To argue with the article more, as the article itself has pointed out, such devices HAVE been proven to work, they're just not sustainable, and they don't produce significant power, because the fundamental problem is plasma containment. The plasma can't contact the apparatus, and must be magnetically contained, if containment fails, the plasma cools, and can't perform the fusion reaction. Which is exactly why they built this.
It's not the worst Escapist science article, but the only context in which is can be regarded as a good report on current science is in comparison to the other Escapist science articles. At least this one has some basic information, doesn't bury the lede with how cute a tardigrade is, and they googled what a Torus is, which is fun. They brought up Mobius strips for some reason though, so I'm taking off points there. If it's got an even number of twists, it's no longer a Mobius strip. A Mobius strip is interesting because it's a one sided shape, and in the field of topology, it can be used as a fundamental shape to construct other shapes, along with IIRC, a sphere. It's not because it's a twisted loop.
But hey, that's only nitpicking the article (Because it's very short on sources).
People who actually know the story have pointed out:
McKitten said:
Gethsemani said:
It doesn't contain or harvest a star. It mimics and contains the chain reaction that continually takes place within stars. There's a world of difference between the two.
It doesn't do that either. W7-X ist not a fusion reactor, it is a plasma containment test device. There will never be any fusion done with it, the point is to test if the stellarator design can efficiently contain plasma. To test that, they create plasma with microwaves and then observe how well the containment field does. If this one works out and the containment field works well enough (and long enough) the next prototype will probably be build with actual fusion in mind.
The reason why this isn't a fusion reactor is that it's far easier and cheaper to test the containment with "artifically" created plasma. No need for radiation shielding, no need for deuterium, etc. And since the biggest challenge of fusion is containing the plasma, not starting fusion, it makes sense to do the research separately.
If you check the actual guys behind the reactor (Who don't get cited here.

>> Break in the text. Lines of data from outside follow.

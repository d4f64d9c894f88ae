//! Derives an export scale from a region's area and a pixel budget so export
//! requests stay under the platform's pixel ceiling.
use crate::error::{config_error, Result};
use serde::{Deserialize, Serialize};
use std::fmt;

/// Pixel budget used when the configuration does not name one (20 Mpx).
pub const DEFAULT_MAX_PIXELS: f64 = 2e7;

/// Returns the ground sample distance (meters per pixel) at which `area_m2`
/// covers roughly `max_pixels` pixels. Callers must ensure `max_pixels > 0`.
pub fn calculate_scale(area_m2: f64, max_pixels: f64) -> f64 {
    (area_m2 / max_pixels).sqrt()
}

/// Scale in meters per pixel, computed once per region and shared by every
/// request against that region.
#[derive(Deserialize, Serialize, Clone, Copy, Debug, PartialEq)]
pub struct ScaleValue(f64);

impl ScaleValue {
    pub fn for_region(area_m2: f64, max_pixels: f64) -> Result<Self> {
        if !(max_pixels > 0.0) {
            return Err(config_error(format!(
                "max_pixels must be positive, got {max_pixels}"
            )));
        }
        if !(area_m2 >= 0.0) || !area_m2.is_finite() {
            return Err(config_error(format!("invalid region area {area_m2}")));
        }
        Ok(Self(calculate_scale(area_m2, max_pixels)))
    }

    pub fn meters(self: &Self) -> f64 {
        self.0
    }

    /// Number of pixels `area_m2` occupies at this scale.
    pub fn pixel_count(self: &Self, area_m2: f64) -> f64 {
        area_m2 / (self.0 * self.0)
    }
}

impl fmt::Display for ScaleValue {
    fn fmt(&self, f: &mut fmt::Formatter<'_>) -> fmt::Result {
        write!(f, "{:.3} m/px", self.0)
    }
}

The citations lead us to two reports based on a Science Magazine interview with some of the people involved: http://www.sciencemag.org/content/350/6259/369.full [It's a pretty good read, and has a lot of information] and the Business Insider one isn't very good either, and there is some obvious plagiarism occurring, which the editor should have caught), the Max Planck Institute (You know, basic Journalistic due diligence, or what they expect of you writing a high school essay, using primary sources), you'll see that this is true. They intend to use the stellarotor to test containment for continuous operation. It is not being used as a reactor. The headline is misleading, the entire article is. They used a microwave pulse to create helium plasma to test the magnetic fields. This is following their electron beam testing to ensure that the magnetic fields are forming as designed (Which is where the supercomputer comes in. Studying Magnetic Fields is basically performing advanced vector calculus in 3-D, and it's likely something that your local University's Maths department has some experience in). They plan to move onto Hydrogen plasma testing, the purpose of the device, next year.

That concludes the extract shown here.